The fact that the anti-vaccinationists won, with the British state choosing liberty over coercion (or, to put it less charitably, individualism over solidarity), doesn’t just illuminate the character of the early 20th-century state. To my mind, it also poses the question of whether ‘anti-condescensionism’ is today really the best framework within which to study movements of this kind. After all, ‘anti-condescensionism’ presumed that ‘condescension’ had become the norm. It assumed, in other words, that the Enlightenment had won, that faith and folk wisdom had been dismissed as superstition and error, and hence that a more respectful or at least anthropological approach to (not to put too fine a point on it) history’s losers would not bring the temple of reason down. Anti-condescensionists disliked the snobbery and gloating that accompanied modernity’s triumph, but they were not trying to turn the clock back: Thompson wanted to understand and in a measure accord respect even to ‘the deluded follower of Joanna Southcott’, but – as his language reveals – he hardly wished to recover the insights of ‘Southcottianism’ for our modern world.

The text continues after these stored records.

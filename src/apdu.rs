//! Single-APDU exchange over `InDataExchange`, with the ISO-DEP PCB/CID leak
//! workaround, retry-on-short-response, and status-word extraction.

use crate::commands::in_data_exchange;
use crate::config::{APDU_EXCHANGE_TIMEOUT, APDU_INTERFRAME_DELAY, APDU_RETRY_DELAY};
use crate::error::Pn532Error;
use crate::transport::Transport;

/// Sends `apdu` to target `tg` and returns `(sw1, sw2, response_payload)`.
///
/// Steps, numbered to match the six-step exchange this implements:
/// 1. delay 20 ms so an emulated peer can loop back from `TgSetData` to
///    `TgGetData`;
/// 2. `InDataExchange(tg, apdu)` with a 2-second timeout;
/// 3. a missing or too-short response is `NoResponse`;
/// 4. the status byte (third payload byte) must be zero, else
///    `ApduError(status)`;
/// 5. the response bytes after the leading `D5 41 <status>` are extracted;
/// 6. if the first response byte looks like an I-block PCB with the CID bit
///    set (`b & 0xE8 == 0x08`), the PCB and CID bytes are skipped;
/// 7. the trailing two bytes are SW1/SW2; if fewer than two bytes remain,
///    retry once after 100 ms, then fail.
pub fn exchange(transport: &mut Transport, tg: u8, apdu: &[u8]) -> Result<(u8, u8, Vec<u8>), Pn532Error> {
    std::thread::sleep(APDU_INTERFRAME_DELAY);

    let raw = in_data_exchange(transport, tg, apdu, APDU_EXCHANGE_TIMEOUT);
    let status_checked = status_checked_body(raw)?;

    match extract_sw(&status_checked) {
        Some(result) => Ok(result),
        None => {
            std::thread::sleep(APDU_RETRY_DELAY);
            let retry = in_data_exchange(transport, tg, apdu, APDU_EXCHANGE_TIMEOUT);
            let status_checked = status_checked_body(retry)?;
            extract_sw(&status_checked).ok_or(Pn532Error::NoResponse)
        }
    }
}

/// Validates the response exists, is at least 3 bytes, and carries a zero
/// status byte; returns the bytes after `D5 41 <status>`.
fn status_checked_body(raw: Option<Vec<u8>>) -> Result<Vec<u8>, Pn532Error> {
    let payload = raw.ok_or(Pn532Error::NoResponse)?;
    if payload.len() < 3 {
        return Err(Pn532Error::NoResponse);
    }
    let status = payload[2];
    if status != 0x00 {
        return Err(Pn532Error::ApduError(status));
    }
    Ok(payload[3..].to_vec())
}

/// Applies the ISO-DEP leak workaround and splits off SW1/SW2. Returns
/// `None` (rather than an error) when fewer than two bytes remain after the
/// workaround, signalling the caller should retry once.
fn extract_sw(body: &[u8]) -> Option<(u8, u8, Vec<u8>)> {
    let mut body = body;
    if let Some(&first) = body.first() {
        if first & 0xE8 == 0x08 && body.len() >= 2 {
            body = &body[2..];
        }
    }

    if body.len() < 2 {
        return None;
    }
    let sw1 = body[body.len() - 2];
    let sw2 = body[body.len() - 1];
    let response = body[..body.len() - 2].to_vec();
    Some((sw1, sw2, response))
}

#[cfg(test)]
mod tests {
    use super::*;

    #[test]
    fn extracts_sw_and_payload_without_leak() {
        let body = status_checked_body(Some(vec![0xD5, 0x41, 0x00, 0xAA, 0xBB, 0x90, 0x00])).unwrap();
        let (sw1, sw2, payload) = extract_sw(&body).unwrap();
        assert_eq!((sw1, sw2), (0x90, 0x00));
        assert_eq!(payload, vec![0xAA, 0xBB]);
    }

    #[test]
    fn iso_dep_leak_workaround_strips_pcb_and_cid() {
        let body =
            status_checked_body(Some(vec![0xD5, 0x41, 0x00, 0x08, 0x00, 0xAA, 0xBB, 0x90, 0x00])).unwrap();
        let (sw1, sw2, payload) = extract_sw(&body).unwrap();
        assert_eq!((sw1, sw2), (0x90, 0x00));
        assert_eq!(payload, vec![0xAA, 0xBB]);
    }

    #[test]
    fn iso_dep_leak_workaround_handles_cid_bit_variant() {
        let body =
            status_checked_body(Some(vec![0xD5, 0x41, 0x00, 0x0A, 0x00, 0xAA, 0xBB, 0x90, 0x00])).unwrap();
        let (sw1, sw2, payload) = extract_sw(&body).unwrap();
        assert_eq!((sw1, sw2), (0x90, 0x00));
        assert_eq!(payload, vec![0xAA, 0xBB]);
    }

    #[test]
    fn nonzero_status_is_an_apdu_error() {
        let raw = Some(vec![0xD5, 0x41, 0x7F]);
        assert!(matches!(status_checked_body(raw), Err(Pn532Error::ApduError(0x7F))));
    }

    #[test]
    fn missing_response_is_no_response() {
        assert!(matches!(status_checked_body(None), Err(Pn532Error::NoResponse)));
    }
}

Anti-condescensionism was part of that rebuke to the overweening and oppressive modernity of the 1960s, but – as the current furore over vaccination in a small way attests – we don’t live in that confident modern world any more. In a rather anxious conclusion, Durbach acknowledges this, noting that while the postwar welfare state also decided against compulsory vaccination, it did so believing that in a social democratic polity people would voluntarily agree to assume a measure of personal risk in order to protect the social whole. But solidarity is in tatters, and in George W. Bush’s America the authority of secularism and science is at a low point as well. And this is why one might begin to feel impatient with the persistence of the anti-condescensionist cast of mind, in history as elsewhere. For, in the United States at least, liberals may remain anti-condescensionist, carefully respectful of all forms of conscience and faith, but a good many Christians do not reciprocate that tolerance, pursuing instead a single-minded strategy of radical cultural change all the way to the polls.

Scholars always rejoice to find evidence of human beings’ infinite capacity for holding fantastic beliefs, but I can’t be alone in hoping that those beliefs don’t become the foundation for public health policy. Of course, following Agent Orange, Love Canal, Sellafield, the Tuskegee studies, and the host of other crimes or bad decisions inflicted by officials and scientists on a captive or unsuspecting public, scepticism is in order. Still, the eradication of smallpox happened not only because 18th-century inoculation had begun a process of protection, not only because viral strains had become less virulent, but also because doctors and officials in many countries and then in the World Health Organisation insisted – over parental objections and doubtless to some individual children’s cost – that the health of humanity would best be protected through mandatory vaccination. The last case of smallpox – a disease that had been with humans for two thousand years – occurred in 1977.